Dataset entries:
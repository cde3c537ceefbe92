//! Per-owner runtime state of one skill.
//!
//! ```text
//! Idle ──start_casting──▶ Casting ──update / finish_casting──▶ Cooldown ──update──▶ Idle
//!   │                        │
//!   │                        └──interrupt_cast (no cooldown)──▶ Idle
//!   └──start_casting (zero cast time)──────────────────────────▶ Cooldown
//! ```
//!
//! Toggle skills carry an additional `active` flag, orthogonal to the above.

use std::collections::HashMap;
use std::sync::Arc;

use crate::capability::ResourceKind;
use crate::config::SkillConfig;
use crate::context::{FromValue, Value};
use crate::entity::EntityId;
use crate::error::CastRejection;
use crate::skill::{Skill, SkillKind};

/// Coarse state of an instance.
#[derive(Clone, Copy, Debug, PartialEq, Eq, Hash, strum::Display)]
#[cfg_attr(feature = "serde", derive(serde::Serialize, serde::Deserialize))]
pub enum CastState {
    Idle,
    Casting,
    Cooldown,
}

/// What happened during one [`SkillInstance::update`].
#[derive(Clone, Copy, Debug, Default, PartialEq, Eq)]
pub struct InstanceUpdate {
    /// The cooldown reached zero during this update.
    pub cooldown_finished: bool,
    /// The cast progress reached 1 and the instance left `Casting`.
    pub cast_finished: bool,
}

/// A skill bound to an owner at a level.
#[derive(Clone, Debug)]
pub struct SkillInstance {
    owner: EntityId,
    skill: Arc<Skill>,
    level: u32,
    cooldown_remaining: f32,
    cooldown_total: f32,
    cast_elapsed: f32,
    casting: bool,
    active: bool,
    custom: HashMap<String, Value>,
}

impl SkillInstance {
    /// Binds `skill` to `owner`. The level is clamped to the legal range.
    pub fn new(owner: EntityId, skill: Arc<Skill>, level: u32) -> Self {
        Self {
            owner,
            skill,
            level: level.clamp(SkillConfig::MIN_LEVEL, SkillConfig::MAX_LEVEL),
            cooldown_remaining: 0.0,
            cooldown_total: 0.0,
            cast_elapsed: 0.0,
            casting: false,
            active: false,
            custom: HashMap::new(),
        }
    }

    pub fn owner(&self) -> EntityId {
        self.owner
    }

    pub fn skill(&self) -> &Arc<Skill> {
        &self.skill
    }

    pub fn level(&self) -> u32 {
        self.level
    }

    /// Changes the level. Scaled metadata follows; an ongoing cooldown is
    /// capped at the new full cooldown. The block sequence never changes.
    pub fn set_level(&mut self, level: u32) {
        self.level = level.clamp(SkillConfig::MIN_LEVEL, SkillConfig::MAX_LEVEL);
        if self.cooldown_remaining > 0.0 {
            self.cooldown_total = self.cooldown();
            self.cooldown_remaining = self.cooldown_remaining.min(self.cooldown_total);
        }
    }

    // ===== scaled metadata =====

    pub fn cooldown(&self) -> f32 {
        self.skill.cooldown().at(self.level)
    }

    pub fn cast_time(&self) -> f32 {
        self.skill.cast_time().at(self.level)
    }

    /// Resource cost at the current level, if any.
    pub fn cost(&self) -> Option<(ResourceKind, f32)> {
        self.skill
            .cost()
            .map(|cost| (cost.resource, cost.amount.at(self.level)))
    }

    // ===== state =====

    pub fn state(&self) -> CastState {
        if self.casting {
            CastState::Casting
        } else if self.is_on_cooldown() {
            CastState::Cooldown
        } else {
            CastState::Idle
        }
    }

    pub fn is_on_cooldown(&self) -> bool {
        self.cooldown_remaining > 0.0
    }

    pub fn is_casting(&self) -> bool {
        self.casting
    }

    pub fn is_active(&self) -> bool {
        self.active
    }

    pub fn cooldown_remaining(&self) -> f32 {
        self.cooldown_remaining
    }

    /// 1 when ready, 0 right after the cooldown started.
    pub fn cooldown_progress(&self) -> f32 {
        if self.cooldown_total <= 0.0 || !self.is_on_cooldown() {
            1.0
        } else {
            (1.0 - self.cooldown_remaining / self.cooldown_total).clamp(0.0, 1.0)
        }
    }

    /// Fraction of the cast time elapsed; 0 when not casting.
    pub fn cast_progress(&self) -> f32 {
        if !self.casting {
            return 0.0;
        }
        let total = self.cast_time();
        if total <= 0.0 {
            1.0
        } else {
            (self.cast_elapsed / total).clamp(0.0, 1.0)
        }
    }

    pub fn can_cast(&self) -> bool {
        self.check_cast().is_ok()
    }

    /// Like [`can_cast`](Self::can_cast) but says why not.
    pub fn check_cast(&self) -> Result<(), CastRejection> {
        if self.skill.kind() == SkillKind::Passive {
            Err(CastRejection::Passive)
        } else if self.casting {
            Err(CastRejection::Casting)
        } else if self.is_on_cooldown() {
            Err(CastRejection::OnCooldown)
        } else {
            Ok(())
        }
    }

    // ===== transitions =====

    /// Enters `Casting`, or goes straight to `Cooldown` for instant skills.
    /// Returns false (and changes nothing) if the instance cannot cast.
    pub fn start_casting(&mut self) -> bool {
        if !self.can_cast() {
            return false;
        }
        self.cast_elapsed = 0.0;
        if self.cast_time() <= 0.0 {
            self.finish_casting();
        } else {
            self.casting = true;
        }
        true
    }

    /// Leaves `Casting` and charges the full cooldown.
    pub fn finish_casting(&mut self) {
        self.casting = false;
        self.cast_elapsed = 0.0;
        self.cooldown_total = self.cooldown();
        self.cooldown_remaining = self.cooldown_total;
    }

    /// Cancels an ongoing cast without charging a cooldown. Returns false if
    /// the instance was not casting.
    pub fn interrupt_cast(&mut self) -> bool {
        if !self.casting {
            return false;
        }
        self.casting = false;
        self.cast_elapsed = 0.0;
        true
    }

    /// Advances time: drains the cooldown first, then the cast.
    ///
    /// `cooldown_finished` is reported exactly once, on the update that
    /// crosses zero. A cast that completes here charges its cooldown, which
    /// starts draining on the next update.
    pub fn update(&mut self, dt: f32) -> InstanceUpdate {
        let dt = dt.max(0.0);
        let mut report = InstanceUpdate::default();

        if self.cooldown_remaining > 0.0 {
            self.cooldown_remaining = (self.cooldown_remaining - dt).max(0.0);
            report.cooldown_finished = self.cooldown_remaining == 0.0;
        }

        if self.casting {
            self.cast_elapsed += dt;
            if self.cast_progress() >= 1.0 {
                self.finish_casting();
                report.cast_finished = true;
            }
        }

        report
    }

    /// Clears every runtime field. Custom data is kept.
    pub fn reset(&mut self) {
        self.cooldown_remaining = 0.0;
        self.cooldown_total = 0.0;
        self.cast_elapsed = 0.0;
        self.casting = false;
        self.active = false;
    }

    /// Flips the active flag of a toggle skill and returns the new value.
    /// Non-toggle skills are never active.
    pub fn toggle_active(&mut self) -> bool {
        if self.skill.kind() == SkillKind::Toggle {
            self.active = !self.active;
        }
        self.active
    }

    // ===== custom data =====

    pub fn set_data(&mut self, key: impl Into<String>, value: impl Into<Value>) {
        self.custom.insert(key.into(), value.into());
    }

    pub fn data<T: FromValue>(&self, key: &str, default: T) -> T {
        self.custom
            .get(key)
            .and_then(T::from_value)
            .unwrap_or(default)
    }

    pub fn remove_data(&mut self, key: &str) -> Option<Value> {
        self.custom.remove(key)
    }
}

Task item: The count, and nothing else: how many lines of the entries contain the word "reached"?

Solution for this exercise: 2